This model describes string vibration where tension increases with elongation:
\[\rho \text{A} \frac{\partial^{2}}{\partial t^{2}} y{\left(x,t \right)} = \left(\text{T}_0 + \frac{\text{A} \text{E}}{2 \text{L}} \int\limits_{0}^{\text{L}} \left(\frac{\partial}{\partial x} y{\left(x,t \right)}\right)^{2}\, dx\right) \frac{\partial^{2}}{\partial x^{2}} y{\left(x,t \right)} \]
Where:
Replacing derivatives with finite differences:
\[\rho \text{A} \left(- \frac{2 y{\left(x,t \right)}}{{\Delta}t^{2}} + \frac{y{\left(x,t - {\Delta}t \right)}}{{\Delta}t^{2}} + \frac{y{\left(x,t + {\Delta}t \right)}}{{\Delta}t^{2}}\right) = \left(\frac{\text{A} \text{E} \int\limits_{0}^{\text{L}} \left(- \frac{y{\left(x - {\Delta}x,t \right)}}{2 {\Delta}x} + \frac{y{\left(x + {\Delta}x,t \right)}}{2 {\Delta}x}\right)^{2}\, dx}{2 \text{L}} + \text{T}_0\right) \left(- \frac{2 y{\left(x,t \right)}}{{\Delta}x^{2}} + \frac{y{\left(x - {\Delta}x,t \right)}}{{\Delta}x^{2}} + \frac{y{\left(x + {\Delta}x,t \right)}}{{\Delta}x^{2}}\right) \]
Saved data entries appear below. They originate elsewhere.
//! Local record of past scans
//!
//! Successful classifications are kept in a SQLite database under the
//! user's data directory so `leafscan history` can show them across runs.

use crate::config::StorageConfig;
use crate::error::{LeafscanError, Result};
use anyhow::Context;
use chrono::{DateTime, SecondsFormat, Utc};
use directories::ProjectDirs;
use rusqlite::{params, Connection};
use std::path::{Path, PathBuf};

pub mod types;
pub use types::ScanRecord;

/// Full length of a ULID string
const ULID_LEN: usize = 26;

/// SQLite-backed scan storage
#[derive(Debug)]
pub struct ScanStore {
    db_path: PathBuf,
}

impl ScanStore {
    /// Opens the database in the user's data directory.
    pub fn new() -> Result<Self> {
        let proj_dirs = ProjectDirs::from("com", "leafscan", "leafscan")
            .ok_or_else(|| LeafscanError::Storage("Could not determine data directory".into()))?;

        let data_dir = proj_dirs.data_dir();
        std::fs::create_dir_all(data_dir)
            .context("Failed to create data directory")
            .map_err(|e| LeafscanError::Storage(e.to_string()))?;

        Self::new_with_path(data_dir.join("scans.db"))
    }

    /// Opens the database at the configured path, or the default location.
    pub fn from_config(config: &StorageConfig) -> Result<Self> {
        match &config.db_path {
            Some(path) => Self::new_with_path(path.clone()),
            None => Self::new(),
        }
    }

    /// Opens (creating if needed) the database at `db_path`.
    ///
    /// # Examples
    ///
    /// ```
    /// use leafscan::storage::ScanStore;
    ///
    /// let dir = tempfile::tempdir().unwrap();
    /// let store = ScanStore::new_with_path(dir.path().join("scans.db")).unwrap();
    /// assert!(store.list_scans("1", 10).unwrap().is_empty());
    /// ```
    pub fn new_with_path<P: Into<PathBuf>>(db_path: P) -> Result<Self> {
        let db_path = db_path.into();

        if let Some(parent) = db_path.parent() {
            std::fs::create_dir_all(parent)
                .context("Failed to create parent directory for database")
                .map_err(|e| LeafscanError::Storage(e.to_string()))?;
        }

        let store = Self { db_path };
        store.init()?;
        Ok(store)
    }

    /// Database file location
    pub fn db_path(&self) -> &Path {
        &self.db_path
    }

    fn open(&self) -> Result<Connection> {
        Ok(Connection::open(&self.db_path)
            .context("Failed to open database")
            .map_err(|e| LeafscanError::Storage(e.to_string()))?)
    }

    fn init(&self) -> Result<()> {
        let conn = self.open()?;
        conn.execute_batch(
            "CREATE TABLE IF NOT EXISTS scans (
                id TEXT PRIMARY KEY,
                user_id TEXT NOT NULL,
                file_name TEXT NOT NULL,
                label TEXT NOT NULL,
                confidence REAL NOT NULL,
                created_at TEXT NOT NULL
            );
            CREATE INDEX IF NOT EXISTS idx_scans_user ON scans (user_id, created_at);",
        )
        .context("Failed to create tables")
        .map_err(|e| LeafscanError::Storage(e.to_string()))?;
        Ok(())
    }

    /// Persists `record`.
    pub fn save_scan(&self, record: &ScanRecord) -> Result<()> {
        let conn = self.open()?;
        conn.execute(
            "INSERT INTO scans (id, user_id, file_name, label, confidence, created_at)
            VALUES (?, ?, ?, ?, ?, ?)",
            params![
                record.id,
                record.user_id,
                record.file_name,
                record.label,
                record.confidence,
                record.created_at.to_rfc3339_opts(SecondsFormat::Nanos, true)
            ],
        )
        .context("Failed to insert scan")
        .map_err(|e| LeafscanError::Storage(e.to_string()))?;

        tracing::debug!(id = %record.id, user = %record.user_id, "Saved scan");
        Ok(())
    }

    /// Up to `limit` scans for `user_id`, newest first.
    pub fn list_scans(&self, user_id: &str, limit: usize) -> Result<Vec<ScanRecord>> {
        let conn = self.open()?;
        let mut stmt = conn
            .prepare(
                "SELECT id, user_id, file_name, label, confidence, created_at
                FROM scans
                WHERE user_id = ?
                ORDER BY created_at DESC, id DESC
                LIMIT ?",
            )
            .context("Failed to prepare statement")
            .map_err(|e| LeafscanError::Storage(e.to_string()))?;

        let limit = i64::try_from(limit).unwrap_or(i64::MAX);
        let rows = stmt
            .query_map(params![user_id, limit], |row| {
                let created_at_str: String = row.get(5)?;
                let created_at = DateTime::parse_from_rfc3339(&created_at_str)
                    .map(|dt| dt.with_timezone(&Utc))
                    .unwrap_or_else(|_| Utc::now());

                Ok(ScanRecord {
                    id: row.get(0)?,
                    user_id: row.get(1)?,
                    file_name: row.get(2)?,
                    label: row.get(3)?,
                    confidence: row.get(4)?,
                    created_at,
                })
            })
            .context("Failed to query scans")
            .map_err(|e| LeafscanError::Storage(e.to_string()))?;

        let mut scans = Vec::new();
        for scan in rows {
            scans.push(
                scan.context("Failed to read scan row")
                    .map_err(|e| LeafscanError::Storage(e.to_string()))?,
            );
        }
        Ok(scans)
    }

    /// Deletes one of `user_id`'s scans by full id or unambiguous prefix.
    ///
    /// Returns the number of rows removed. Scans owned by other users are
    /// never matched, and a prefix matching more than one scan is rejected.
    pub fn delete_scan(&self, user_id: &str, id: &str) -> Result<usize> {
        if id.is_empty() {
            return Err(LeafscanError::Validation("scan id is required".to_string()).into());
        }
        let conn = self.open()?;
        let prefix_len = id.chars().count() as i64;

        if prefix_len < ULID_LEN as i64 {
            let matches: i64 = conn
                .query_row(
                    "SELECT count(*) FROM scans WHERE user_id = ? AND substr(id, 1, ?) = ?",
                    params![user_id, prefix_len, id],
                    |r| r.get(0),
                )
                .context("Failed to count scans")
                .map_err(|e| LeafscanError::Storage(e.to_string()))?;
            if matches > 1 {
                return Err(LeafscanError::Validation(format!(
                    "scan id prefix '{}' is ambiguous ({} matches)",
                    id, matches
                ))
                .into());
            }
            return Ok(conn
                .execute(
                    "DELETE FROM scans WHERE user_id = ? AND substr(id, 1, ?) = ?",
                    params![user_id, prefix_len, id],
                )
                .context("Failed to delete scan")
                .map_err(|e| LeafscanError::Storage(e.to_string()))?);
        }

        Ok(conn
            .execute(
                "DELETE FROM scans WHERE user_id = ? AND id = ?",
                params![user_id, id],
            )
            .context("Failed to delete scan")
            .map_err(|e| LeafscanError::Storage(e.to_string()))?)
    }

    /// Removes every scan owned by `user_id`, returning how many were removed.
    pub fn clear_scans(&self, user_id: &str) -> Result<usize> {
        let conn = self.open()?;
        let removed = conn
            .execute("DELETE FROM scans WHERE user_id = ?", params![user_id])
            .context("Failed to clear scans")
            .map_err(|e| LeafscanError::Storage(e.to_string()))?;
        tracing::info!(user = user_id, removed, "Cleared scan history");
        Ok(removed)
    }
}

#[cfg(test)]
mod tests {
    use super::*;
    use crate::pipeline::PredictionResult;
    use chrono::Duration;
    use tempfile::tempdir;

    fn create_test_store() -> (ScanStore, tempfile::TempDir) {
        let dir = tempdir().expect("failed to create tempdir");
        let store = ScanStore::new_with_path(dir.path().join("nested").join("scans.db"))
            .expect("failed to create store");
        (store, dir)
    }

    fn record(user: &str, label: &str, minutes_ago: i64) -> ScanRecord {
        let result = PredictionResult::new(label, 0.9).unwrap();
        let mut record = ScanRecord::new(user, "leaf.jpg", &result);
        record.created_at = Utc::now() - Duration::minutes(minutes_ago);
        record
    }

    #[test]
    fn test_init_creates_table() {
        let (store, _dir) = create_test_store();
        let conn = Connection::open(store.db_path()).unwrap();
        let count: i64 = conn
            .query_row(
                "SELECT count(*) FROM sqlite_master WHERE type='table' AND name='scans'",
                [],
                |r| r.get(0),
            )
            .unwrap();
        assert_eq!(count, 1);
    }

    #[test]
    fn test_list_newest_first_and_scoped_to_user() {
        let (store, _dir) = create_test_store();
        store.save_scan(&record("1", "Healthy", 30)).unwrap();
        store.save_scan(&record("1", "Late Blight", 10)).unwrap();
        store.save_scan(&record("2", "Early Blight", 5)).unwrap();
        store.save_scan(&record("1", "Early Blight", 20)).unwrap();

        let labels: Vec<_> = store
            .list_scans("1", 10)
            .unwrap()
            .into_iter()
            .map(|s| s.label)
            .collect();
        assert_eq!(labels, vec!["Late Blight", "Early Blight", "Healthy"]);

        assert_eq!(store.list_scans("1", 2).unwrap().len(), 2);
        assert_eq!(store.list_scans("2", 10).unwrap().len(), 1);
        assert!(store.list_scans("3", 10).unwrap().is_empty());
    }

    #[test]
    fn test_round_trip_preserves_fields() {
        let (store, _dir) = create_test_store();
        let saved = record("1", "Healthy", 0);
        store.save_scan(&saved).unwrap();

        let loaded = store.list_scans("1", 1).unwrap().remove(0);
        assert_eq!(loaded, saved);
    }

    #[test]
    fn test_delete_by_full_id_and_prefix() {
        let (store, _dir) = create_test_store();
        let a = record("1", "Healthy", 2);
        let b = record("1", "Late Blight", 1);
        store.save_scan(&a).unwrap();
        store.save_scan(&b).unwrap();

        assert_eq!(store.delete_scan("1", &a.id).unwrap(), 1);
        assert_eq!(store.delete_scan("1", &b.id[..20]).unwrap(), 1);
        assert_eq!(store.delete_scan("1", &a.id).unwrap(), 0);
        assert!(store.list_scans("1", 10).unwrap().is_empty());
    }

    #[test]
    fn test_delete_rejects_empty_id() {
        let (store, _dir) = create_test_store();
        assert!(store.delete_scan("1", "").is_err());
    }

    #[test]
    fn test_delete_is_scoped_to_owner() {
        let (store, _dir) = create_test_store();
        let mut mine = record("1", "Healthy", 2);
        mine.id = "01ARZ3NDEKTSV4RRFFQ69G5FAV".to_string();
        let mut theirs = record("2", "Early Blight", 1);
        theirs.id = "01ARZ3NDEKTSV4RRFFQ69G5FAW".to_string();
        store.save_scan(&mine).unwrap();
        store.save_scan(&theirs).unwrap();

        // The shared prefix only counts the caller's own scans.
        assert_eq!(store.delete_scan("1", "01ARZ3").unwrap(), 1);
        assert_eq!(store.delete_scan("1", &theirs.id).unwrap(), 0);
        assert_eq!(store.delete_scan("1", &theirs.id[..10]).unwrap(), 0);
        let remaining = store.list_scans("2", 10).unwrap();
        assert_eq!(remaining.len(), 1);
        assert_eq!(remaining[0].id, theirs.id);
    }

    #[test]
    fn test_delete_prefix_treats_wildcards_literally() {
        let (store, _dir) = create_test_store();
        store.save_scan(&record("1", "Healthy", 2)).unwrap();
        store.save_scan(&record("1", "Healthy", 1)).unwrap();

        assert_eq!(store.delete_scan("1", "%").unwrap(), 0);
        assert_eq!(store.delete_scan("1", "_").unwrap(), 0);
        assert_eq!(store.list_scans("1", 10).unwrap().len(), 2);
    }

    #[test]
    fn test_clear_only_touches_one_user() {
        let (store, _dir) = create_test_store();
        store.save_scan(&record("1", "Healthy", 1)).unwrap();
        store.save_scan(&record("1", "Healthy", 2)).unwrap();
        store.save_scan(&record("2", "Healthy", 3)).unwrap();

        assert_eq!(store.clear_scans("1").unwrap(), 2);
        assert!(store.list_scans("1", 10).unwrap().is_empty());
        assert_eq!(store.list_scans("2", 10).unwrap().len(), 1);
    }

    #[test]
    fn test_record_display_helpers() {
        let now = Utc::now();
        let mut r = record("1", "Healthy", 0);
        r.confidence = 0.876;
        r.created_at = now - Duration::hours(3);
        assert_eq!(r.confidence_percent(), 88);
        assert_eq!(r.age_label(now), "Scanned 3 hours ago");

        r.confidence = 1.2;
        assert_eq!(r.confidence_percent(), 100);
    }
}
Applying discrete indices (\(t \rightarrow \text{n} {\Delta}t\), \(x \rightarrow \text{i} {\Delta}x\)) and approximating the integral using a summation over the grid points:
\[\frac{\rho \text{A} \left({y}_{\text{i},\text{n} + 1} + {y}_{\text{i},\text{n} - 1} - 2 {y}_{\text{i},\text{n}}\right)}{{\Delta}t^{2}} = \left(\frac{\text{A} \text{E} {\Delta}x \sum_{\text{j}=0}^{\text{M} - 1} \left(\frac{{y}_{\text{j} + 1,\text{n}}}{2 {\Delta}x} - \frac{{y}_{\text{j} - 1,\text{n}}}{2 {\Delta}x}\right)^{2}}{2 \text{L}} + \text{T}_0\right) \left(\frac{{y}_{\text{i} + 1,\text{n}}}{{\Delta}x^{2}} + \frac{{y}_{\text{i} - 1,\text{n}}}{{\Delta}x^{2}} - \frac{2 {y}_{\text{i},\text{n}}}{{\Delta}x^{2}}\right) \]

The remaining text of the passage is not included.